_What to do_:
In the entries below, find each line with the string "anyhow" and copy it.

*****

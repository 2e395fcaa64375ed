use serde::{Deserialize, Serialize};
use std::fs;
use std::path::{Path, PathBuf};
use anyhow::{Result, anyhow};

use crate::model::DEFAULT_MODEL;
use crate::platform::SearchPlatform;

pub const DEFAULT_SERVER_URL: &str = "http://127.0.0.1:5000";

/// Environment variable that overrides `server_url`
pub const SERVER_URL_ENV: &str = "MOPRA_SERVER_URL";

#[derive(Serialize, Deserialize, Debug, Clone, PartialEq, Eq)]
pub struct Config {
    pub server_url: Option<String>,
    pub default_model: Option<String>,
    pub search_platform: Option<String>,
    pub log_level: Option<String>,
}

impl Default for Config {
    fn default() -> Self {
        Self::new()
    }
}

impl Config {
    pub fn new() -> Self {
        Self {
            server_url: Some(DEFAULT_SERVER_URL.to_string()),
            default_model: Some(DEFAULT_MODEL.to_string()),
            search_platform: None,
            log_level: None,
        }
    }

    pub fn load() -> Result<Self> {
        Self::load_from(&Self::get_config_path()?)
    }

    pub fn load_from(config_path: &Path) -> Result<Self> {
        if !config_path.exists() {
            return Ok(Self::new());
        }

        let config_content = fs::read_to_string(config_path)?;
        let config: Config = serde_json::from_str(&config_content)?;
        Ok(config)
    }

    pub fn save(&self) -> Result<()> {
        self.save_to(&Self::get_config_path()?)
    }

    pub fn save_to(&self, config_path: &Path) -> Result<()> {
        // Create config directory if it doesn't exist
        if let Some(parent) = config_path.parent() {
            fs::create_dir_all(parent)?;
        }

        let config_content = serde_json::to_string_pretty(self)?;
        fs::write(config_path, config_content)?;
        Ok(())
    }

    /// Backend base URL: env var first, then config, then the local default.
    pub fn server_url(&self) -> String {
        std::env::var(SERVER_URL_ENV)
            .ok()
            .filter(|url| !url.trim().is_empty())
            .or_else(|| self.server_url.clone())
            .unwrap_or_else(|| DEFAULT_SERVER_URL.to_string())
    }

    pub fn default_model(&self) -> &str {
        self.default_model.as_deref().unwrap_or(DEFAULT_MODEL)
    }

    pub fn search_platform(&self) -> SearchPlatform {
        self.search_platform
            .as_deref()
            .and_then(SearchPlatform::from_str)
            .unwrap_or_default()
    }

    fn get_config_path() -> Result<PathBuf> {
        let config_dir = dirs::config_dir()
            .ok_or_else(|| anyhow!("Could not determine config directory"))?;

        Ok(config_dir.join("mopra").join("config.json"))
    }
}

#[cfg(test)]
mod tests {
    use super::*;
    use tempfile::tempdir;

    #[test]
    fn test_missing_file_gives_defaults() {
        let dir = tempdir().unwrap();
        let config = Config::load_from(&dir.path().join("config.json")).unwrap();
        assert_eq!(config, Config::new());
        assert_eq!(config.default_model(), "phi3");
        assert_eq!(config.search_platform(), SearchPlatform::ChatGpt);
    }

    #[test]
    fn test_save_and_reload() {
        let dir = tempdir().unwrap();
        let path = dir.path().join("mopra").join("config.json");

        let mut config = Config::new();
        config.server_url = Some("http://10.0.0.2:5000".to_string());
        config.search_platform = Some("gemini".to_string());
        config.save_to(&path).unwrap();

        let loaded = Config::load_from(&path).unwrap();
        assert_eq!(loaded.server_url.as_deref(), Some("http://10.0.0.2:5000"));
        assert_eq!(loaded.search_platform(), SearchPlatform::Gemini);
    }

    #[test]
    fn test_partial_file_fills_none() {
        let dir = tempdir().unwrap();
        let path = dir.path().join("config.json");
        fs::write(&path, r#"{"server_url": null, "default_model": null, "search_platform": "bogus", "log_level": "debug"}"#).unwrap();

        let config = Config::load_from(&path).unwrap();
        assert_eq!(config.default_model(), "phi3");
        assert_eq!(config.search_platform(), SearchPlatform::ChatGpt);
        assert_eq!(config.log_level.as_deref(), Some("debug"));
    }
}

*****

_Solution to the exercise_:
use anyhow::{Result, anyhow};
            .ok_or_else(|| anyhow!("Could not determine config directory"))?;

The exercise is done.